### Try it:
In the entries that follow, how many lines contain the word "bump"? Answer with the number only.
──────── Task inputs
// Modelled on the cursor in `rustc_lexer`.
// See https://doc.rust-lang.org/beta/nightly-rustc/src/rustc_lexer/cursor.rs.html

use std::str::Chars;

pub(crate) const EOF_CHAR: char = '\0';

/// Peekable iterator over the characters of one source line.
#[derive(Clone)]
pub struct Cursor<'a> {
    len_remaining: usize,
    chars: Chars<'a>,
    /// Offset of the line within the whole source
    base: usize,
    /// Offset of the start of the current token within the line
    token_start: usize,
    line: &'a str,
}

impl<'a> Cursor<'a> {
    pub fn new(line: &'a str, base: usize) -> Cursor<'a> {
        Cursor {
            len_remaining: line.len(),
            chars: line.chars(),
            base,
            token_start: 0,
            line,
        }
    }

    /// Next character without consuming it, or `EOF_CHAR` at the end of the line.
    pub fn first(&self) -> char {
        self.chars.clone().next().unwrap_or(EOF_CHAR)
    }

    pub fn is_eof(&self) -> bool {
        self.chars.as_str().is_empty()
    }

    pub fn bump(&mut self) -> Option<char> {
        self.chars.next()
    }

    pub fn take_while(&mut self, mut predicate: impl FnMut(char) -> bool) {
        while predicate(self.first()) && !self.is_eof() {
            self.bump();
        }
    }

    /// Bytes consumed since the last `reset_pos`.
    pub fn pos_in_token(&self) -> usize {
        self.len_remaining - self.chars.as_str().len()
    }

    /// Start a new token at the current position.
    pub fn reset_pos(&mut self) {
        self.token_start = self.line.len() - self.chars.as_str().len();
        self.len_remaining = self.chars.as_str().len();
    }

    /// Text consumed since the last `reset_pos`.
    pub fn token_text(&self) -> &'a str {
        &self.line[self.token_start..self.token_start + self.pos_in_token()]
    }

    /// Absolute offset of the current token.
    pub fn token_offs(&self) -> usize {
        self.base + self.token_start
    }
}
────────────────
### Exercise solution:
2